Miami Valley, the largest hospital in the region, is “served by 5,800 employees and 1,100 physicians in 50 primary and specialty medical practice areas,” according to the hospital’s website.

UD spokeswoman Cilla Shindell said UD employs 2,300 and educates nearly 11,000 graduate and undergraduate students.

Kumbaya for profit

Officials have expressed hopes that the development would create a “southern gateway” to the central business district that would more effectively integrate the UD and the Miami Valley Hospital campus into the center city.

This gateway could mean big business.

The development could potentially draw dollars from people before they join the mass exodus of workers to the burbs when quiting time rolls around at 5 p.m.

Symbiotic relationship

The fairground site is located near four established shopping, dining and/or entertainment destinations — downtown Dayton, Oakwood, Brown Street and the Oregon District — that could complement it by providing unique nearby experiences at amenities like Fifth Third Field, RiverScape MetroPark and the Shuster Center.
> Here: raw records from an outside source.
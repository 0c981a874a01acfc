//! Output formatting utilities for the CLI
//!
//! Tables for forwarding reports and colored status messages.

use serde::Serialize;
use tabled::{
    settings::{Style, Width},
    Table, Tabled,
};
use weft_core::RemoteServiceStatus;
use weft_services::ServiceReport;

/// Format forwarding reports as an ASCII table
///
/// Returns "No forwardings requested" when there is nothing to show.
pub fn format_reports(reports: &[ServiceReport]) -> String {
    if reports.is_empty() {
        return "No forwardings requested".to_string();
    }

    #[derive(Tabled)]
    struct ReportRow {
        #[tabled(rename = "FORWARDING")]
        name: String,
        #[tabled(rename = "REMOTE")]
        remote: String,
        #[tabled(rename = "LOCAL")]
        local: String,
        #[tabled(rename = "ERROR")]
        error: String,
    }

    let rows: Vec<ReportRow> = reports
        .iter()
        .map(|r| ReportRow {
            name: r.name.clone(),
            remote: status_label(r.status).to_string(),
            local: if r.local_started { "started" } else { "not started" }.to_string(),
            error: r.error.clone().unwrap_or_else(|| "-".to_string()),
        })
        .collect();

    Table::new(rows)
        .with(Style::rounded())
        .with(Width::wrap(120))
        .to_string()
}

/// Format forwarding reports as JSON
pub fn format_reports_json(reports: &[ServiceReport]) -> serde_json::Result<String> {
    #[derive(Serialize)]
    struct ReportJson<'a> {
        name: &'a str,
        remote: &'static str,
        local_started: bool,
        error: Option<&'a str>,
    }

    let rows: Vec<ReportJson<'_>> = reports
        .iter()
        .map(|r| ReportJson {
            name: &r.name,
            remote: status_label(r.status),
            local_started: r.local_started,
            error: r.error.as_deref(),
        })
        .collect();

    serde_json::to_string_pretty(&rows)
}

fn status_label(status: Option<RemoteServiceStatus>) -> &'static str {
    match status {
        Some(RemoteServiceStatus::NotFound) => "not found",
        Some(RemoteServiceStatus::Starting) => "starting",
        Some(RemoteServiceStatus::Running) => "running",
        Some(RemoteServiceStatus::Failed) => "failed",
        None => "unknown",
    }
}

/// Print a success message in green with a checkmark prefix
pub fn print_success(msg: &str) {
    use crossterm::style::{Color, Print, ResetColor, SetForegroundColor};

    let mut stdout = std::io::stdout();
    let _ = crossterm::execute!(
        stdout,
        SetForegroundColor(Color::Green),
        Print("✓ "),
        ResetColor,
        Print(msg),
        Print("\n")
    );
}

/// Print an error message in red with an X prefix to stderr
pub fn print_error(msg: &str) {
    use crossterm::style::{Color, Print, ResetColor, SetForegroundColor};

    let mut stderr = std::io::stderr();
    let _ = crossterm::execute!(
        stderr,
        SetForegroundColor(Color::Red),
        Print("✗ "),
        ResetColor,
        Print(msg),
        Print("\n")
    );
}

/// Print a warning message in yellow to stderr
pub fn print_warning(msg: &str) {
    use crossterm::style::{Color, Print, ResetColor, SetForegroundColor};

    let mut stderr = std::io::stderr();
    let _ = crossterm::execute!(
        stderr,
        SetForegroundColor(Color::Yellow),
        Print("⚠ "),
        ResetColor,
        Print(msg),
        Print("\n")
    );
}

/// Print an informational message in blue
pub fn print_info(msg: &str) {
    use crossterm::style::{Color, Print, ResetColor, SetForegroundColor};

    let mut stdout = std::io::stdout();
    let _ = crossterm::execute!(
        stdout,
        SetForegroundColor(Color::Blue),
        Print("ℹ "),
        ResetColor,
        Print(msg),
        Print("\n")
    );
}
//! Forwarding spec parsing
//!
//! A forwarding spec is written `[bind_addr:]bind_port:target_addr:target_port`.
//! IPv6 addresses are wrapped in brackets (`[::1]:8080:[fe80::1]:80`).

use std::fmt;
use std::str::FromStr;

use serde::{Deserialize, Serialize};
use weft_protocol::VirtualPort;

use crate::error::ForwardSpecError;

/// Bind address used when none is given
pub const WILDCARD_ADDRESS: &str = "0.0.0.0";

/// A parsed forwarding spec
#[derive(Debug, Clone, PartialEq, Eq, Hash, Serialize, Deserialize)]
pub struct ForwardSpec {
    /// Address the listening side binds to
    pub bind_addr: String,
    /// Port the listening side binds to
    pub bind_port: u16,
    /// Address connections are relayed to
    pub target_addr: String,
    /// Port connections are relayed to
    pub target_port: u16,
}

impl ForwardSpec {
    /// Create a spec from its four components
    pub fn new(
        bind_addr: impl Into<String>,
        bind_port: u16,
        target_addr: impl Into<String>,
        target_port: u16,
    ) -> Self {
        Self {
            bind_addr: bind_addr.into(),
            bind_port,
            target_addr: target_addr.into(),
            target_port,
        }
    }

    /// Virtual port carrying the relayed connections.
    ///
    /// This is the bind port by convention. Two forwardings that bind the
    /// same port on different addresses collide on one virtual port; the
    /// second listener registration fails with `PortUnavailable`.
    pub fn relay_port(&self) -> VirtualPort {
        VirtualPort::new(self.bind_port)
    }
}

impl FromStr for ForwardSpec {
    type Err = ForwardSpecError;

    fn from_str(s: &str) -> Result<Self, Self::Err> {
        let fields = split_fields(s)?;

        let (bind_addr, bind_port, target_addr, target_port) = match fields.as_slice() {
            [bind_port, target_addr, target_port] => {
                (WILDCARD_ADDRESS, *bind_port, *target_addr, *target_port)
            }
            [bind_addr, bind_port, target_addr, target_port] => {
                let bind_addr = if bind_addr.is_empty() {
                    WILDCARD_ADDRESS
                } else {
                    *bind_addr
                };
                (bind_addr, *bind_port, *target_addr, *target_port)
            }
            other => return Err(ForwardSpecError::FieldCount(other.len())),
        };

        if target_addr.is_empty() {
            return Err(ForwardSpecError::EmptyAddress);
        }

        Ok(Self {
            bind_addr: bind_addr.to_string(),
            bind_port: parse_port(bind_port)?,
            target_addr: target_addr.to_string(),
            target_port: parse_port(target_port)?,
        })
    }
}

impl fmt::Display for ForwardSpec {
    fn fmt(&self, f: &mut fmt::Formatter<'_>) -> fmt::Result {
        write!(
            f,
            "{}:{}:{}:{}",
            bracketed(&self.bind_addr),
            self.bind_port,
            bracketed(&self.target_addr),
            self.target_port
        )
    }
}

fn bracketed(addr: &str) -> String {
    if addr.contains(':') {
        format!("[{}]", addr)
    } else {
        addr.to_string()
    }
}

fn parse_port(field: &str) -> Result<u16, ForwardSpecError> {
    match field.parse::<u16>() {
        Ok(port) if port != 0 => Ok(port),
        _ => Err(ForwardSpecError::InvalidPort(field.to_string())),
    }
}

/// Split on `:` outside brackets, stripping the brackets themselves
fn split_fields(s: &str) -> Result<Vec<&str>, ForwardSpecError> {
    let mut fields = Vec::new();
    let mut rest = s;

    loop {
        if let Some(inner) = rest.strip_prefix('[') {
            let end = inner.find(']').ok_or(ForwardSpecError::UnterminatedBracket)?;
            fields.push(&inner[..end]);
            rest = &inner[end + 1..];
            match rest.strip_prefix(':') {
                Some(next) => rest = next,
                None if rest.is_empty() => break,
                None => return Err(ForwardSpecError::FieldCount(fields.len() + 1)),
            }
        } else {
            match rest.find(':') {
                Some(idx) => {
                    fields.push(&rest[..idx]);
                    rest = &rest[idx + 1..];
                }
                None => {
                    fields.push(rest);
                    break;
                }
            }
        }
    }

    Ok(fields)
}
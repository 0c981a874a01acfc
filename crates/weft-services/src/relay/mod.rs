//! Relay services bridging channels and TCP sockets

mod channel_to_socket;
mod pump;
mod socket_to_channel;

use std::sync::Arc;

use weft_core::config::RelayConfig;
use weft_core::error::ServiceError;
use weft_core::{Service, ServiceFactory, ServiceKind, ServiceParameters};
use weft_mux::Multiplexer;

pub use channel_to_socket::ChannelToSocket;
pub use pump::{pump, PumpOutcome};
pub use socket_to_channel::SocketToChannel;

/// What relays need from their connection
#[derive(Debug, Clone)]
pub struct RelayContext {
    pub mux: Multiplexer,
    pub config: RelayConfig,
}

impl RelayContext {
    pub fn new(mux: Multiplexer, config: RelayConfig) -> Self {
        Self { mux, config }
    }
}

/// Builds [`ChannelToSocket`] relays
pub struct ChannelToSocketFactory {
    context: RelayContext,
}

impl ChannelToSocketFactory {
    pub fn new(context: RelayContext) -> Arc<Self> {
        Arc::new(Self { context })
    }
}

impl ServiceFactory for ChannelToSocketFactory {
    fn kind(&self) -> ServiceKind {
        ServiceKind::ChannelToSocket
    }

    fn create(&self, parameters: &ServiceParameters) -> Result<Arc<dyn Service>, ServiceError> {
        Ok(Arc::new(ChannelToSocket::from_parameters(
            self.context.clone(),
            parameters,
        )?))
    }
}

/// Builds [`SocketToChannel`] relays
pub struct SocketToChannelFactory {
    context: RelayContext,
}

impl SocketToChannelFactory {
    pub fn new(context: RelayContext) -> Arc<Self> {
        Arc::new(Self { context })
    }
}

impl ServiceFactory for SocketToChannelFactory {
    fn kind(&self) -> ServiceKind {
        ServiceKind::SocketToChannel
    }

    fn create(&self, parameters: &ServiceParameters) -> Result<Arc<dyn Service>, ServiceError> {
        Ok(Arc::new(SocketToChannel::from_parameters(
            self.context.clone(),
            parameters,
        )?))
    }
}
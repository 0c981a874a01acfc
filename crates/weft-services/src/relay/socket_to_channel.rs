//! Relay from a local TCP listener into channels opened toward the peer

use std::net::SocketAddr;
use std::sync::Mutex;

use async_trait::async_trait;
use tokio::net::{TcpListener, TcpStream};
use tokio::task::JoinHandle;
use tokio_util::sync::CancellationToken;
use tracing::{debug, info, warn};
use weft_core::error::ServiceError;
use weft_core::{Service, ServiceKind, ServiceParameters, StatusReporter};
use weft_protocol::VirtualPort;

use super::pump::{abort_socket, pump, PumpOutcome};
use super::RelayContext;

/// Accepts TCP connections and relays each over a new channel to the
/// peer's `remote_port`
///
/// Parameters: `local_addr`, `local_port`, `remote_port`.
pub struct SocketToChannel {
    context: RelayContext,
    bind_addr: String,
    bind_port: u16,
    remote_port: VirtualPort,
    cancel: CancellationToken,
    local_addr: Mutex<Option<SocketAddr>>,
    accept_task: Mutex<Option<JoinHandle<()>>>,
}

impl SocketToChannel {
    pub fn from_parameters(
        context: RelayContext,
        parameters: &ServiceParameters,
    ) -> Result<Self, ServiceError> {
        let bind_addr = parameters.require("local_addr")?.to_string();
        let bind_port: u16 = parameters.parse("local_port")?;
        let remote_port: u16 = parameters.parse("remote_port")?;
        if remote_port == 0 {
            return Err(ServiceError::InvalidParameter {
                key: "remote_port".to_string(),
                value: remote_port.to_string(),
            });
        }

        Ok(Self {
            context,
            bind_addr,
            bind_port,
            remote_port: VirtualPort::new(remote_port),
            cancel: CancellationToken::new(),
            local_addr: Mutex::new(None),
            accept_task: Mutex::new(None),
        })
    }

    /// Address the listener is bound to, once started
    pub fn local_addr(&self) -> Option<SocketAddr> {
        *self.local_addr.lock().unwrap_or_else(|e| e.into_inner())
    }
}

#[async_trait]
impl Service for SocketToChannel {
    fn kind(&self) -> ServiceKind {
        ServiceKind::SocketToChannel
    }

    async fn start(&self, status: StatusReporter) -> Result<(), ServiceError> {
        let address = format!("{}:{}", self.bind_addr, self.bind_port);
        let listener = TcpListener::bind((self.bind_addr.as_str(), self.bind_port))
            .await
            .map_err(|source| ServiceError::Bind {
                address: address.clone(),
                source,
            })?;

        let local_addr = listener.local_addr().ok();
        *self.local_addr.lock().unwrap_or_else(|e| e.into_inner()) = local_addr;
        info!("Relaying {} to peer {}", address, self.remote_port);

        let task = tokio::spawn(accept_loop(
            listener,
            self.context.clone(),
            self.remote_port,
            self.cancel.clone(),
            status,
        ));
        *self.accept_task.lock().unwrap_or_else(|e| e.into_inner()) = Some(task);
        Ok(())
    }

    /// Returns once the listening socket is closed
    async fn stop(&self) {
        debug!("Stopping relay {}:{}", self.bind_addr, self.bind_port);
        self.cancel.cancel();
        let task = self
            .accept_task
            .lock()
            .unwrap_or_else(|e| e.into_inner())
            .take();
        if let Some(task) = task {
            let _ = task.await;
        }
    }
}

async fn accept_loop(
    listener: TcpListener,
    context: RelayContext,
    remote_port: VirtualPort,
    cancel: CancellationToken,
    status: StatusReporter,
) {
    loop {
        let (socket, peer) = tokio::select! {
            _ = cancel.cancelled() => break,
            result = listener.accept() => match result {
                Ok(accepted) => accepted,
                Err(e) => {
                    warn!("Accept failed on {:?}: {}", listener.local_addr().ok(), e);
                    status.failed();
                    break;
                }
            },
        };

        debug!("Accepted {} for {}", peer, remote_port);
        let context = context.clone();
        let cancel = cancel.child_token();
        tokio::spawn(async move {
            relay_connection(socket, peer, context, remote_port, cancel).await;
        });
    }
}

async fn relay_connection(
    socket: TcpStream,
    peer: SocketAddr,
    context: RelayContext,
    remote_port: VirtualPort,
    cancel: CancellationToken,
) {
    let channel = tokio::select! {
        _ = cancel.cancelled() => {
            abort_socket(&socket);
            return;
        }
        result = context.mux.open(remote_port) => result,
    };

    let channel = match channel {
        Ok(channel) => channel,
        Err(e) => {
            warn!("Dropping {}: could not open {}: {}", peer, remote_port, e);
            abort_socket(&socket);
            return;
        }
    };

    let local = channel.local_port();
    match pump(socket, channel, &cancel, context.config.buffer_size).await {
        PumpOutcome::Completed => debug!("Relay {} via {} finished", peer, local),
        PumpOutcome::Cancelled => debug!("Relay {} via {} cancelled", peer, local),
        outcome => debug!("Relay {} via {} aborted: {:?}", peer, local, outcome),
    }
}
Centrally located blank canvas

The site is not only near the core, but it is accessible from the region’s highways. In other words, you can get here from there in a few minutes no matter where “there” in the region you are. It is unspoiled land in a prime location ready for out of the box thinking. Add to that the fact that officials want it developed and this could be a winning proposition.

Housing in demand

If anything is abundantly clear it's that people want to live in and near downtown Dayton.

Read: 5 signs Dayton is alive & kicking, far from the grave

Sandy Gudorf, the president of the Downtown Dayton Partnership, a nonprofit group that promotes the city’s core, said the most recent data showed that downtown apartment units were 97.5 percent occupied. Condos were 97 percent full.

Figures for 2013 are not yet available, but Gudorf said indications are that stats will be about the same as they were for 2012.

The $18 million student housing complex planned at the former site of the Dayton Daily News headquarters on Ludlow Street is among the housing projects in work for downtown Dayton.

Gudorf said the complex is expected to be finished by fall of 2015.

Downtown residential developer Charles Simms’ 31-unit follow up to his successful Patterson Square development and Lux Lofts, a 110-unit renovation of the David Building at 115 E. Third St., continue to move forward.

Gudorf said the Water Street development recently increased to 200 planned units from 150. The apartment units will have river, city and stadium views.

People want it

The mention of a 'grocery store' is enough to drive anyone who lives or works near or in downtown into a frenzy.

Bring up retail shopping and heads might pop off.